====== MATERIAL FOR THIS EXERCISE ======

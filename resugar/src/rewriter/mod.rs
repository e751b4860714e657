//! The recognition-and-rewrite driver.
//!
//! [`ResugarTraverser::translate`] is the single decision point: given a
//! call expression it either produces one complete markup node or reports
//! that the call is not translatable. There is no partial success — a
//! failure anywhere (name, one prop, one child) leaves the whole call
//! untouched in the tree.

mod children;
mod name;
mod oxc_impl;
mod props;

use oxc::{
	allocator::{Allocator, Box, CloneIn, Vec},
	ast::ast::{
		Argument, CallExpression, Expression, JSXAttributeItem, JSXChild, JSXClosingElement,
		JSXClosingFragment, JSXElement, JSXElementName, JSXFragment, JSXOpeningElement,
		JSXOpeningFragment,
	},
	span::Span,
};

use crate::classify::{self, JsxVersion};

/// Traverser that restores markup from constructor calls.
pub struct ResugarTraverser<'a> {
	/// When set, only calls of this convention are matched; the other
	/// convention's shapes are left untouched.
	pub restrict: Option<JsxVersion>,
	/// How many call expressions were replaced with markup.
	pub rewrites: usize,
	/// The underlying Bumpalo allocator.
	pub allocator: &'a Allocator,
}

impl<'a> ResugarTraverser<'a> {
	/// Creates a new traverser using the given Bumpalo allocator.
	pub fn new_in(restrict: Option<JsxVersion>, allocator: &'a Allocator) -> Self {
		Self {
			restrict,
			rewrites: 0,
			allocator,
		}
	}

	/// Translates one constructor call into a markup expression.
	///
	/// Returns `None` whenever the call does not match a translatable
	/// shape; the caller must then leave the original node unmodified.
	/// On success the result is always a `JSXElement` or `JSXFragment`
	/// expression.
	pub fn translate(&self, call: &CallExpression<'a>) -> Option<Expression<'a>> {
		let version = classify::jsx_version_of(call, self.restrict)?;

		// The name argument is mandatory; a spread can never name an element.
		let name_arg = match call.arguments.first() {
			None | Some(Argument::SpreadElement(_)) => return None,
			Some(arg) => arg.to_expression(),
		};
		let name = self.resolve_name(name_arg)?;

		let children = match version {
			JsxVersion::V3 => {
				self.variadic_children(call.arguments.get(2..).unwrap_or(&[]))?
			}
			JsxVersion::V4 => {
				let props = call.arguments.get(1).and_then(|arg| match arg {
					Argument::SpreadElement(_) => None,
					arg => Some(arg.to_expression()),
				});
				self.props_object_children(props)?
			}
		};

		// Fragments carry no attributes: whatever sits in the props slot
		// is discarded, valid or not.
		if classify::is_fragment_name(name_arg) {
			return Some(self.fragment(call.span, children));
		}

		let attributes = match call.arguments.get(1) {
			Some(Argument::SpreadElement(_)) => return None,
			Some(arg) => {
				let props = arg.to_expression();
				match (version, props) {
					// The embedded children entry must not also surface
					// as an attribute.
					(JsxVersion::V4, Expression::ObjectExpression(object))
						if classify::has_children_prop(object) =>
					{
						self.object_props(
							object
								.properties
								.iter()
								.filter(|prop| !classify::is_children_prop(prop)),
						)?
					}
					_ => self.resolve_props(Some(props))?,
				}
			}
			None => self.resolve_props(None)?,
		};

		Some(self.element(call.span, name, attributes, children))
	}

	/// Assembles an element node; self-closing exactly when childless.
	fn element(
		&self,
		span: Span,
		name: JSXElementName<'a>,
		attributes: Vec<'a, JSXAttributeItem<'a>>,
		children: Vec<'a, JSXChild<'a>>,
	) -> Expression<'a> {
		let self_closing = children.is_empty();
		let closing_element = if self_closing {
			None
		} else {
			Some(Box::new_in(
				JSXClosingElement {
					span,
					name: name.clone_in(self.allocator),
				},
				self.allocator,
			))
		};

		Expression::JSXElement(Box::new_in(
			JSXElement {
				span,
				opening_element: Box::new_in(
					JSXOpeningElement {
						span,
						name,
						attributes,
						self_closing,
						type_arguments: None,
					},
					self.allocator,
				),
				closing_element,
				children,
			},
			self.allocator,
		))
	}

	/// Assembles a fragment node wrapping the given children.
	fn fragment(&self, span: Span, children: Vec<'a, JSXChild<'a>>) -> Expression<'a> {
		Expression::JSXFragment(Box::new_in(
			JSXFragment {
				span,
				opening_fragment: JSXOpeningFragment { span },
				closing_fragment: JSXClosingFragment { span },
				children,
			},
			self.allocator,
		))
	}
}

======

*TASK STATEMENT*.
Identify every line above that includes the word "untouched", and show those lines.

*WRITTEN ANSWER*.
//! untouched in the tree.
	/// convention's shapes are left untouched.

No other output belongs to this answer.